Computational biology

Computational biology

Computational biology is a young multidisciplinary field that combines computer science with statistics, physics, chemistry, and biology in order to analyze and understand complex biological systems – from single molecules to entire organisms and populations. 

Computational Biology: The Essential Foundation of Personalized Medicine 

Computational biology tools have become a significant part of ongoing biological research. For scientists from various disciplines, these tools allow for the study of biological phenomena that have been unknown until now. One of these disciplines is personalized medicine, which uses computational biology tools and techniques extensively in order to analyze the unique genetic structure of each patient and cross-reference such information with other medical data. 


For example, computational biology tools help identify genetic mutations that may contribute to the development of diseases, and facilitate the design of personalized treatment strategies based on each individual's unique data. This approach has the potential to change the way we diagnose and treat different diseases – from cancer and heart diseases to rare genetic disorders. 

In recent years, computational biology has made considerable progress in a wide range of research fields – from genetics and proteomics (the research of proteins) to systems biology and neuroscience. Artificial intelligence and machine learning tools have also been used in recent years to support research aimed at discovering and developing drugs and advanced imaging systems, helping scientists make significant discoveries and gain new insights regarding complex biological systems. 

At the Dangoor Center for Personalized Medicine at Bar-Ilan University, some of the leading researchers, doctors and computational biology scientists in Israel and around the world participate in groundbreaking research in the field of personalized medicine.  

Computational Biology in the Field of Genetics and Microorganisms 

Technological advances in the field of genetic sequencing and the vast amount of information gained from genome mapping projects can contribute to the early detection of diseases and allow the prediction of disease trajectory, as well as the personalization of medical treatment based on each individual's unique genomic information.  
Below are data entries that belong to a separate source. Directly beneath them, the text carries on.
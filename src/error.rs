//! Error types for the stream client

use thiserror::Error;

/// Errors raised while building or running a feed transport
///
/// None of these are fatal to a feed: the supervisor turns them into a
/// connectivity message and a scheduled retry.
#[derive(Debug, Error)]
pub enum FeedError {
    /// Page origin has no usable scheme or host
    #[error("invalid origin: {0}")]
    InvalidOrigin(String),

    /// Derived stream URL was rejected by the WebSocket client
    #[error("invalid stream url {url}: {reason}")]
    InvalidUrl { url: String, reason: String },

    /// Transport was constructed outside a tokio runtime
    #[error("no async runtime available to drive the transport")]
    NoRuntime,

    /// Handshake or socket failure
    #[error("connection failed: {0}")]
    Connection(String),

    /// Server stopped answering keepalive pings
    #[error("pong timeout")]
    PongTimeout,

    /// Socket ended without a close frame
    #[error("stream ended unexpectedly")]
    StreamEnded,

    /// Frame payload is not the JSON we expect
    #[error("decode error: {0}")]
    Decode(#[from] serde_json::Error),
}

impl From<tokio_tungstenite::tungstenite::Error> for FeedError {
    fn from(value: tokio_tungstenite::tungstenite::Error) -> Self {
        Self::Connection(value.to_string())
    }
}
Today's advanced technologies make it possible to map not only the genome of man, but also that of different organisms, such as bacteria, fungi or viruses – whether they cause diseases or exist in symbiosis with man. Understanding the processes that occur in these microbe populations, either in general or based on each individual’s genetic profile, has placed our researchers at the forefront of global scientific progress and led to several significant breakthroughs contributing to physical and mental health.      

Computational Biology in the Field of Immune System Research 

Our laboratories are engaged in the design of computational and statistical tools intended to systematically process and analyze biological data related to the immune system. Our studies reveal how a healthy immune system functions, as well as how bodies respond to various challenges such as infectious diseases, autoimmune diseases, aging and cancer.  

Using these tools, our researchers uncover previously unknown biological mechanisms and processes and gain insights that can be used in the future to develop lifesaving drugs and improve patients’ quality of life.  

Computational Biology in the Field of Disease and Pharmaceutical Research 

Our research also focuses on molecular aspects that characterize various diseases in humans, and traces how viruses, bacteria and parasites behave in the body. By combining structural, biophysical and biomechanical approaches with cell biology research, our scientists uncover the workings of protein structures and their interactions, thereby facilitating the introduction of new drugs for infectious diseases. 

In addition, computational biology contributes to the study of factors that influence interactions between biological systems and pharmaceutical substances, and helps predict the pharmacological profile of active substances in order to develop improved drugs.